In its opposing brief, the Federal Government argued, preliminarily, that it was illegitimately liable to be sued and that the chosen via was inappropriate. It defended the validity and effectiveness of IN 23/2021, which was issued due to force majeure caused by the COVID-19 pandemic in order to avoid a greater financial crisis. It argued that the Union's civil liability was not established, that there was no material damage to the environment or collective moral damage and challenged the amount of compensation requested in the initial claim. It requested that the preliminary objections be accepted in order to extinguish the action without resolving the merits and, in the alternative, that the claims be dismissed.

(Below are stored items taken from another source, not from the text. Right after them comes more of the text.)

//! Capture configuration.
//!
//! [`CaptureConfig`] holds every data-valued option of the capture pipeline.
//! Callbacks (accept predicate, crash handler, extensions) are configured on
//! the logger builder instead.

use serde::Deserialize;

use crate::error::{ConfigError, ConfigResult};
use crate::redaction::{RedactionPolicy, SENSITIVE_MARKERS};

/// Default runtime namespaces ignored when computing signatures.
pub const DEFAULT_RUNTIME_NAMESPACES: &[&str] = &[
    "std::",
    "core::",
    "alloc::",
    "<std::",
    "<core::",
    "<alloc::",
    "__rust",
    "__libc",
    "_start",
    "test::",
];

/// Options controlling what a capture collects and where it is mailed.
#[derive(Debug, Clone, Deserialize)]
#[serde(default)]
pub struct CaptureConfig {
    /// Maximum length of a captured form value.
    ///
    /// Longer values are truncated. Zero disables form capture. Defaults to 8192.
    pub max_form_value_length: usize,

    /// Maximum length of a captured request body.
    ///
    /// Zero disables body capture. Defaults to 32768.
    pub max_body_length: usize,

    /// Include source file paths in the `CallStack` category.
    pub include_file_paths_in_stack: bool,

    /// Include session items in the `HttpSession` category.
    pub include_session_items: bool,

    /// Field-name markers that flag a value as sensitive.
    pub sensitive_markers: Vec<String>,

    /// Maximum number of exception levels expanded, the root included.
    ///
    /// Defaults to 3.
    pub max_exception_depth: usize,

    /// Number of non-runtime frames folded into the signature.
    ///
    /// Defaults to 4.
    pub signature_frame_count: usize,

    /// Qualified-name prefixes treated as runtime/platform frames.
    pub runtime_namespaces: Vec<String>,

    /// Bound for messages derived from a fault description.
    pub message_summary_length: usize,

    /// Bound for the message part of an email subject line.
    pub subject_message_length: usize,

    /// Recipient of every captured record.
    pub email_to: Option<String>,

    /// Additional recipient for `Fatal` records.
    pub fatal_email_to: Option<String>,

    /// Sender address for email notifications.
    pub email_from: String,

    /// Prefix for email subject lines.
    pub subject_prefix: String,

    /// Version of the hosting application, reported in the `Process` category.
    pub app_version: Option<String>,
}

impl Default for CaptureConfig {
    fn default() -> Self {
        Self {
            max_form_value_length: 8192,
            max_body_length: 32768,
            include_file_paths_in_stack: false,
            include_session_items: false,
            sensitive_markers: SENSITIVE_MARKERS.iter().map(|s| s.to_string()).collect(),
            max_exception_depth: 3,
            signature_frame_count: 4,
            runtime_namespaces: DEFAULT_RUNTIME_NAMESPACES
                .iter()
                .map(|s| s.to_string())
                .collect(),
            message_summary_length: 256,
            subject_message_length: 50,
            email_to: None,
            fatal_email_to: None,
            email_from: "nobody@test.com".to_string(),
            subject_prefix: "[Log] ".to_string(),
            app_version: None,
        }
    }
}

impl CaptureConfig {
    /// Create a configuration with default values.
    pub fn new() -> Self {
        Self::default()
    }

    /// Load a configuration from TOML. Missing keys keep their defaults.
    pub fn from_toml_str(text: &str) -> ConfigResult<Self> {
        let config: Self = toml::from_str(text)?;
        config.validate()?;
        Ok(config)
    }

    /// Set the form value length limit.
    pub fn with_max_form_value_length(mut self, max: usize) -> Self {
        self.max_form_value_length = max;
        self
    }

    /// Set the request body length limit.
    pub fn with_max_body_length(mut self, max: usize) -> Self {
        self.max_body_length = max;
        self
    }

    /// Include file paths in the call stack listing.
    pub fn with_file_paths_in_stack(mut self, enabled: bool) -> Self {
        self.include_file_paths_in_stack = enabled;
        self
    }

    /// Include session items.
    pub fn with_session_items(mut self, enabled: bool) -> Self {
        self.include_session_items = enabled;
        self
    }

    /// Set the exception unwind depth.
    pub fn with_max_exception_depth(mut self, depth: usize) -> Self {
        self.max_exception_depth = depth;
        self
    }

    /// Set the number of frames folded into the signature.
    pub fn with_signature_frame_count(mut self, count: usize) -> Self {
        self.signature_frame_count = count;
        self
    }

    /// Set the recipient of every record.
    pub fn with_email_to(mut self, address: impl Into<String>) -> ConfigResult<Self> {
        let address = address.into();
        validate_address(&address)?;
        self.email_to = Some(address);
        Ok(self)
    }

    /// Set the additional recipient for fatal records.
    pub fn with_fatal_email_to(mut self, address: impl Into<String>) -> ConfigResult<Self> {
        let address = address.into();
        validate_address(&address)?;
        self.fatal_email_to = Some(address);
        Ok(self)
    }

    /// Set the sender address.
    pub fn with_email_from(mut self, address: impl Into<String>) -> ConfigResult<Self> {
        let address = address.into();
        validate_address(&address)?;
        self.email_from = address;
        Ok(self)
    }

    /// Set the subject line prefix.
    pub fn with_subject_prefix(mut self, prefix: impl Into<String>) -> Self {
        self.subject_prefix = prefix.into();
        self
    }

    /// Set the application version.
    pub fn with_app_version(mut self, version: impl Into<String>) -> Self {
        self.app_version = Some(version.into());
        self
    }

    /// Check if any email recipient is configured.
    pub fn has_email_recipients(&self) -> bool {
        self.email_to.is_some() || self.fatal_email_to.is_some()
    }

    /// Build the redaction policy for the configured markers.
    pub fn redaction_policy(&self) -> RedactionPolicy {
        RedactionPolicy::new(&self.sensitive_markers)
    }

    /// Validate option values.
    pub fn validate(&self) -> ConfigResult<()> {
        validate_address(&self.email_from)?;
        if let Some(to) = &self.email_to {
            validate_address(to)?;
        }
        if let Some(to) = &self.fatal_email_to {
            validate_address(to)?;
        }
        if self.signature_frame_count == 0 {
            return Err(ConfigError::Invalid(
                "signature_frame_count must be at least 1".to_string(),
            ));
        }
        Ok(())
    }
}

fn validate_address(address: &str) -> ConfigResult<()> {
    let valid = match address.split_once('@') {
        Some((local, domain)) => {
            !local.is_empty()
                && !domain.is_empty()
                && !domain.contains('@')
                && !address.chars().any(char::is_whitespace)
        }
        None => false,
    };
    if valid {
        Ok(())
    } else {
        Err(ConfigError::InvalidEmailAddress(address.to_string()))
    }
}

#[cfg(test)]
mod tests {
    use super::*;

    #[test]
    fn test_defaults() {
        let config = CaptureConfig::default();
        assert_eq!(config.max_form_value_length, 8192);
        assert_eq!(config.max_body_length, 32768);
        assert!(!config.include_file_paths_in_stack);
        assert!(!config.include_session_items);
        assert_eq!(config.subject_prefix, "[Log] ");
        assert_eq!(config.max_exception_depth, 3);
        assert!(!config.has_email_recipients());
        assert!(config.validate().is_ok());
    }

    #[test]
    fn test_builder() {
        let config = CaptureConfig::new()
            .with_max_body_length(0)
            .with_session_items(true)
            .with_email_to("ops@example.com")
            .unwrap();

        assert_eq!(config.max_body_length, 0);
        assert!(config.include_session_items);
        assert!(config.has_email_recipients());
    }

    #[test]
    fn test_invalid_email_rejected() {
        assert!(matches!(
            CaptureConfig::new().with_email_to("not an address"),
            Err(ConfigError::InvalidEmailAddress(_))
        ));
        assert!(CaptureConfig::new().with_fatal_email_to("a@b@c").is_err());
    }

    #[test]
    fn test_from_toml() {
        let config = CaptureConfig::from_toml_str(
            r#"
            max_form_value_length = 16
            include_file_paths_in_stack = true
            email_to = "ops@example.com"
            subject_prefix = "[app] "
            "#,
        )
        .unwrap();

        assert_eq!(config.max_form_value_length, 16);
        assert!(config.include_file_paths_in_stack);
        assert_eq!(config.subject_prefix, "[app] ");
        assert_eq!(config.max_body_length, 32768);
    }

    #[test]
    fn test_from_toml_validates() {
        assert!(CaptureConfig::from_toml_str("email_to = \"nobody\"").is_err());
        assert!(CaptureConfig::from_toml_str("signature_frame_count = 0").is_err());
    }
}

Renault do Brasil S.A., in its defense, claimed that of the 5,398 units of vehicles whose manufacture had been completed in 2022 based on IN 23/2021, only 125 belonged to the brand. It claimed that, during 2021, Renault had produced other vehicles in advance that already complied with phase L-7 of PROCONVE. It clarified that the IN did not imply an increase in the circulating fleet of vehicles beyond what was planned for the L-6 phase of the program. It reiterated the arguments used by the other defendant car companies regarding the legality, validity and proportionality of the IN. It argued that the company's completion of production of 125 vehicles in accordance with phase L-6 of PROCONVE did not cause environmental damage. It requested that the claims made in the initial petition be dismissed. In the alternative, it requested that consideration be given to the fact that Renault produced and sold 125 vehicles based on IN 23/2021 (2.31% of existing vehicles covered by the IN) so that any liability of Renault for environmental damage or collective moral damage should be limited to this proportion.
The parties were called to comment on the evidence to be produced. On this occasion, the Institute of Collective Law (IDC), amicus curiae, filed a petition requesting that documents and studies submitted by the plaintiff be analyzed, also determining the reversal of the burden of proof required and that all the requests made in the initial petition be upheld, considering that IN 23/2021 is at odds with Brazilian efforts to reduce the impact of the climate crisis and should be clearly informed and justified. The merits have not yet been judged.